====== Dataset ======

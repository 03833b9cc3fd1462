//! A per-pass memoizing wrapper around another provider.

use crate::collection::{CollectionProvider, ProviderError, SharedRows};
use bindery_types::FieldSchema;
use std::collections::HashMap;
use std::sync::RwLock;

/// Memoizes `query` results so one render pass sees one consistent view of
/// each table and hits the underlying provider at most once per name.
///
/// Build one per render pass and drop it afterwards; it never invalidates.
#[derive(Debug)]
pub struct SnapshotProvider<'a> {
    inner: &'a dyn CollectionProvider,
    cache: RwLock<HashMap<String, Result<SharedRows, ProviderError>>>,
}

impl<'a> SnapshotProvider<'a> {
    pub fn new(inner: &'a dyn CollectionProvider) -> Self {
        Self {
            inner,
            cache: RwLock::new(HashMap::new()),
        }
    }

    /// Number of distinct collections queried so far.
    pub fn cached_len(&self) -> usize {
        self.cache.read().map(|c| c.len()).unwrap_or(0)
    }
}

impl CollectionProvider for SnapshotProvider<'_> {
    fn query(&self, name: &str) -> Result<SharedRows, ProviderError> {
        if let Ok(cache) = self.cache.read()
            && let Some(hit) = cache.get(name)
        {
            return hit.clone();
        }

        let result = self.inner.query(name);
        if let Ok(mut cache) = self.cache.write() {
            cache.insert(name.to_string(), result.clone());
        }
        result
    }

    fn exists(&self, name: &str) -> bool {
        self.query(name).is_ok()
    }

    fn schema(&self, name: &str) -> Result<Vec<FieldSchema>, ProviderError> {
        self.inner.schema(name)
    }

    fn name(&self) -> &'static str {
        "SnapshotProvider"
    }
}
// src/error.rs
use bindery_traits::ProviderError;
use bindery_types::ModelError;
use thiserror::Error;

/// Errors raised while loading pages and configuration. Rendering itself is
/// total and never produces one of these.
#[derive(Error, Debug)]
pub enum BinderyError {
    #[error("I/O error: {0}")]
    Io(#[from] std::io::Error),
    #[error("JSON serialization/deserialization error: {0}")]
    Json(#[from] serde_json::Error),
    #[error("Invalid page model: {0}")]
    Model(#[from] ModelError),
    #[error("Invalid table definitions: {0}")]
    Provider(#[from] ProviderError),
    #[error("Configuration error: {0}")]
    Config(String),
}
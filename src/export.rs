//! Spreadsheet export of table rows.

use std::collections::HashMap;
use std::path::Path;

use rust_xlsxwriter::Workbook;
use tracing::info;

use crate::column::{ColumnDef, PIXELS_PER_CHAR};
use crate::domain::GridError;
use crate::table::DataTable;
use crate::value::{CellValue, Record};

pub const SHEET_NAME: &str = "TableData";
const MIN_EXPORT_WIDTH: f64 = 10.0;

/// A worksheet before it is written: one header row, one row per record.
#[derive(Debug, Clone, PartialEq)]
pub struct Sheet {
    pub header: Vec<String>,
    pub rows: Vec<Vec<CellValue>>,
    /// Column widths in characters.
    pub widths: Vec<f64>,
}

#[derive(Debug, Clone, Copy, PartialEq, Eq)]
pub enum ExportScope {
    /// The rows of the current page.
    Page,
    /// Every row passing the filters.
    Filtered,
}

/// Lays out `rows` under the field columns of `columns`. Synthetic columns are skipped,
/// missing values become empty strings.
pub fn build_sheet<R: Record>(
    rows: &[&R],
    columns: &[&ColumnDef],
    sizing: &HashMap<String, u16>,
) -> Sheet {
    let fields: Vec<(&ColumnDef, &str)> = columns
        .iter()
        .filter_map(|c| c.key().map(|key| (*c, key)))
        .collect();

    let header = fields
        .iter()
        .map(|(c, key)| c.export_label.clone().unwrap_or_else(|| key.to_string()))
        .collect();
    let widths = fields
        .iter()
        .map(|(c, _)| {
            let size = sizing.get(&c.id).copied().unwrap_or(c.size);
            (size as f64 / PIXELS_PER_CHAR as f64).max(MIN_EXPORT_WIDTH)
        })
        .collect();
    let rows = rows
        .iter()
        .map(|record| {
            fields
                .iter()
                .map(|(_, key)| match record.field(key) {
                    CellValue::Null => CellValue::Text(String::new()),
                    value => value,
                })
                .collect()
        })
        .collect();

    Sheet {
        header,
        rows,
        widths,
    }
}

/// Writes the sheet as a single worksheet workbook.
pub fn write_xlsx(sheet: &Sheet, path: &Path) -> Result<(), GridError> {
    let mut workbook = Workbook::new();
    let worksheet = workbook.add_worksheet();
    worksheet.set_name(SHEET_NAME)?;

    for (col, (title, width)) in sheet.header.iter().zip(&sheet.widths).enumerate() {
        let col = col as u16;
        worksheet.write_string(0, col, title.as_str())?;
        worksheet.set_column_width(col, *width)?;
    }
    for (i, cells) in sheet.rows.iter().enumerate() {
        let row = i as u32 + 1;
        for (col, cell) in cells.iter().enumerate() {
            let col = col as u16;
            match cell {
                CellValue::Number(n) if n.is_finite() => {
                    worksheet.write_number(row, col, *n)?;
                }
                CellValue::Bool(b) => {
                    worksheet.write_boolean(row, col, *b)?;
                }
                other => {
                    let text = other.to_plain_string();
                    if !text.is_empty() {
                        worksheet.write_string(row, col, text)?;
                    }
                }
            }
        }
    }

    workbook.save(path)?;
    Ok(())
}

pub fn export_xlsx<R: Record>(
    rows: &[&R],
    columns: &[&ColumnDef],
    sizing: &HashMap<String, u16>,
    path: &Path,
) -> Result<usize, GridError> {
    let sheet = build_sheet(rows, columns, sizing);
    write_xlsx(&sheet, path)?;
    info!(
        "Exported {} rows x {} columns to {}",
        sheet.rows.len(),
        sheet.header.len(),
        path.display()
    );
    Ok(sheet.rows.len())
}

impl<R: Record> DataTable<R> {
    /// Builds the sheet of the visible columns for the rows in `scope`.
    pub fn sheet(&self, scope: ExportScope) -> Sheet {
        build_sheet(
            &self.scope_records(scope),
            &self.visible_columns(),
            &self.state().column_sizing,
        )
    }

    /// Exports the rows in `scope` and returns how many were written.
    pub fn export(&self, scope: ExportScope, path: &Path) -> Result<usize, GridError> {
        export_xlsx(
            &self.scope_records(scope),
            &self.visible_columns(),
            &self.state().column_sizing,
            path,
        )
    }

    fn scope_records(&self, scope: ExportScope) -> Vec<&R> {
        match scope {
            ExportScope::Page => self.page_records(),
            ExportScope::Filtered => self.filtered_records(),
        }
    }
}

#[cfg(test)]
mod tests {
    use super::*;
    use crate::column::FilterKind;
    use crate::filter::FilterValue;
    use crate::table::TableOptions;

    struct Invoice {
        id: &'static str,
        total: Option<f64>,
    }

    impl Record for Invoice {
        fn field(&self, key: &str) -> CellValue {
            match key {
                "id" => CellValue::text(self.id),
                "total" => self.total.into(),
                _ => CellValue::Null,
            }
        }
    }

    fn invoices() -> Vec<Invoice> {
        vec![
            Invoice {
                id: "INV001",
                total: Some(250.0),
            },
            Invoice {
                id: "INV002",
                total: None,
            },
            Invoice {
                id: "INV003",
                total: Some(350.5),
            },
        ]
    }

    fn columns() -> Vec<ColumnDef> {
        vec![
            ColumnDef::selector(),
            ColumnDef::field("id", "Invoice").export_label("Invoice Number"),
            ColumnDef::field("total", "Total")
                .filter(FilterKind::NumericRange)
                .size(40),
            ColumnDef::field("note", "Note"),
        ]
    }

    #[test]
    fn sheet_has_header_and_one_row_per_record() {
        let data = invoices();
        let rows: Vec<&Invoice> = data.iter().collect();
        let cols = columns();
        let refs: Vec<&ColumnDef> = cols.iter().collect();

        let sheet = build_sheet(&rows, &refs, &HashMap::new());
        assert_eq!(sheet.header, vec!["Invoice Number", "total", "note"]);
        assert_eq!(sheet.rows.len(), 3);
        assert!(sheet.rows.iter().all(|r| r.len() == 3));
        assert_eq!(sheet.rows[0][1], CellValue::Number(250.0));
        assert_eq!(sheet.rows[1][1], CellValue::Text(String::new()));
        assert_eq!(sheet.rows[2][2], CellValue::Text(String::new()));
    }

    #[test]
    fn widths_come_from_sizing_with_a_floor() {
        let cols = columns();
        let refs: Vec<&ColumnDef> = cols.iter().collect();
        let mut sizing = HashMap::new();
        sizing.insert("note".to_string(), 240);

        let sheet = build_sheet::<Invoice>(&[], &refs, &sizing);
        assert_eq!(sheet.widths, vec![18.75, 10.0, 30.0]);
        assert!(sheet.rows.is_empty());
    }

    #[test]
    fn writes_a_workbook() {
        let dir = tempfile::tempdir().unwrap();
        let path = dir.path().join("out.xlsx");
        let data = invoices();
        let rows: Vec<&Invoice> = data.iter().collect();
        let cols = columns();
        let refs: Vec<&ColumnDef> = cols.iter().collect();

        let written = export_xlsx(&rows, &refs, &HashMap::new(), &path).unwrap();
        assert_eq!(written, 3);
        let bytes = std::fs::read(&path).unwrap();
        assert!(bytes.starts_with(b"PK"));
    }

    #[test]
    fn table_export_follows_scope_and_visibility() {
        let mut table = DataTable::new(
            columns(),
            invoices(),
            TableOptions::default().page_size(2),
        );
        assert_eq!(table.sheet(ExportScope::Page).rows.len(), 2);
        assert_eq!(table.sheet(ExportScope::Filtered).rows.len(), 3);

        table
            .set_filter("total", Some(FilterValue::range(Some(300.0), None)))
            .unwrap();
        let sheet = table.sheet(ExportScope::Filtered);
        assert_eq!(sheet.rows.len(), 1);
        assert_eq!(sheet.rows[0][0], CellValue::text("INV003"));

        table
            .dispatch(crate::state::TableAction::ToggleColumnVisibility("note".into()))
            .unwrap();
        assert_eq!(table.sheet(ExportScope::Page).header.len(), 2);

        let dir = tempfile::tempdir().unwrap();
        let written = table
            .export(ExportScope::Filtered, &dir.path().join("t.xlsx"))
            .unwrap();
        assert_eq!(written, 1);
    }
}
fn header_title<R: Record>(table: &DataTable<R>, column: &ColumnDef, page: &[Row<'_, R>]) -> String {
    match &column.source {
        ColumnSource::Expander => {
            let arrow = if table.is_all_rows_expanded() { "▾" } else { "▸" };
            arrow.to_string()
        }
        ColumnSource::Selector => {
            let selected = page.iter().filter(|r| table.is_selected(r)).count();
            checkbox(!page.is_empty() && selected == page.len(), selected > 0).to_string()
        }
        ColumnSource::Field(_) if column.can_sort() => {
            let arrow = match table.state().sort_direction(&column.id) {
                Some(false) => "↑",
                Some(true) => "↓",
                None => "↕",
            };
            format!("{} {arrow}", column.header)
        }
        ColumnSource::Field(_) => column.header.clone(),
    }
}

fn filter_placeholder(column: &ColumnDef) -> String {
    match &column.filter {
        FilterKind::Text => format!("Filter {}...", column.id),
        FilterKind::Select(_) => "All".to_string(),
        FilterKind::MultiSelect(_) => "Any".to_string(),
        FilterKind::NumericRange => "min..max".to_string(),
        FilterKind::DateRange => "from..to".to_string(),
        FilterKind::None => String::new(),
    }
}

fn cell_text<R: Record>(table: &DataTable<R>, column: &ColumnDef, row: &Row<'_, R>) -> String {
    match &column.source {
        ColumnSource::Expander => {
            let indent = "  ".repeat(row.depth);
            if !row.can_expand(table.has_detail()) {
                indent
            } else if table.is_expanded(row) {
                format!("{indent}▾")
            } else {
                format!("{indent}▸")
            }
        }
        ColumnSource::Selector => checkbox(table.is_selected(row), false).to_string(),
        ColumnSource::Field(_) => column.format_cell(&row.value(column)),
    }
}

/// Pads or cuts `text` to exactly `width` characters.
fn fit(text: &str, width: usize) -> String {
    if text.chars().count() <= width {
        return format!("{text:<width$}");
    }
    if width == 0 {
        return String::new();
    }
    let mut cut: String = text.chars().take(width - 1).collect();
    cut.push('…');
    cut
}

fn popup_area(area: Rect, width: u16, height: u16) -> Rect {
    let width = width.min(area.width);
    let height = height.min(area.height);
    let x = area.x + (area.width - width) / 2;
    let y = area.y + (area.height - height) / 2;
    Rect::new(x, y, width, height)
}

fn popup_block(title: &str) -> Block<'_> {
    Block::default()
        .title(format!(" {title} "))
        .borders(Borders::ALL)
        .border_style(Style::default().fg(Color::Cyan))
}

======

▶ **What you need to do**: Above are the records; please copy exactly their first line and each line after it through the line containing "use thiserror::Error;", and no line after that.

▶ **Answer box**:
repository 03833b9cc3fd1462
//! A per-pass memoizing wrapper around another provider.

use crate::collection::{CollectionProvider, ProviderError, SharedRows};
use bindery_types::FieldSchema;
use std::collections::HashMap;
use std::sync::RwLock;

/// Memoizes `query` results so one render pass sees one consistent view of
/// each table and hits the underlying provider at most once per name.
///
/// Build one per render pass and drop it afterwards; it never invalidates.
#[derive(Debug)]
pub struct SnapshotProvider<'a> {
    inner: &'a dyn CollectionProvider,
    cache: RwLock<HashMap<String, Result<SharedRows, ProviderError>>>,
}

impl<'a> SnapshotProvider<'a> {
    pub fn new(inner: &'a dyn CollectionProvider) -> Self {
        Self {
            inner,
            cache: RwLock::new(HashMap::new()),
        }
    }

    /// Number of distinct collections queried so far.
    pub fn cached_len(&self) -> usize {
        self.cache.read().map(|c| c.len()).unwrap_or(0)
    }
}

impl CollectionProvider for SnapshotProvider<'_> {
    fn query(&self, name: &str) -> Result<SharedRows, ProviderError> {
        if let Ok(cache) = self.cache.read()
            && let Some(hit) = cache.get(name)
        {
            return hit.clone();
        }

        let result = self.inner.query(name);
        if let Ok(mut cache) = self.cache.write() {
            cache.insert(name.to_string(), result.clone());
        }
        result
    }

    fn exists(&self, name: &str) -> bool {
        self.query(name).is_ok()
    }

    fn schema(&self, name: &str) -> Result<Vec<FieldSchema>, ProviderError> {
        self.inner.schema(name)
    }

    fn name(&self) -> &'static str {
        "SnapshotProvider"
    }
}
// src/error.rs
use bindery_traits::ProviderError;
use bindery_types::ModelError;
use thiserror::Error;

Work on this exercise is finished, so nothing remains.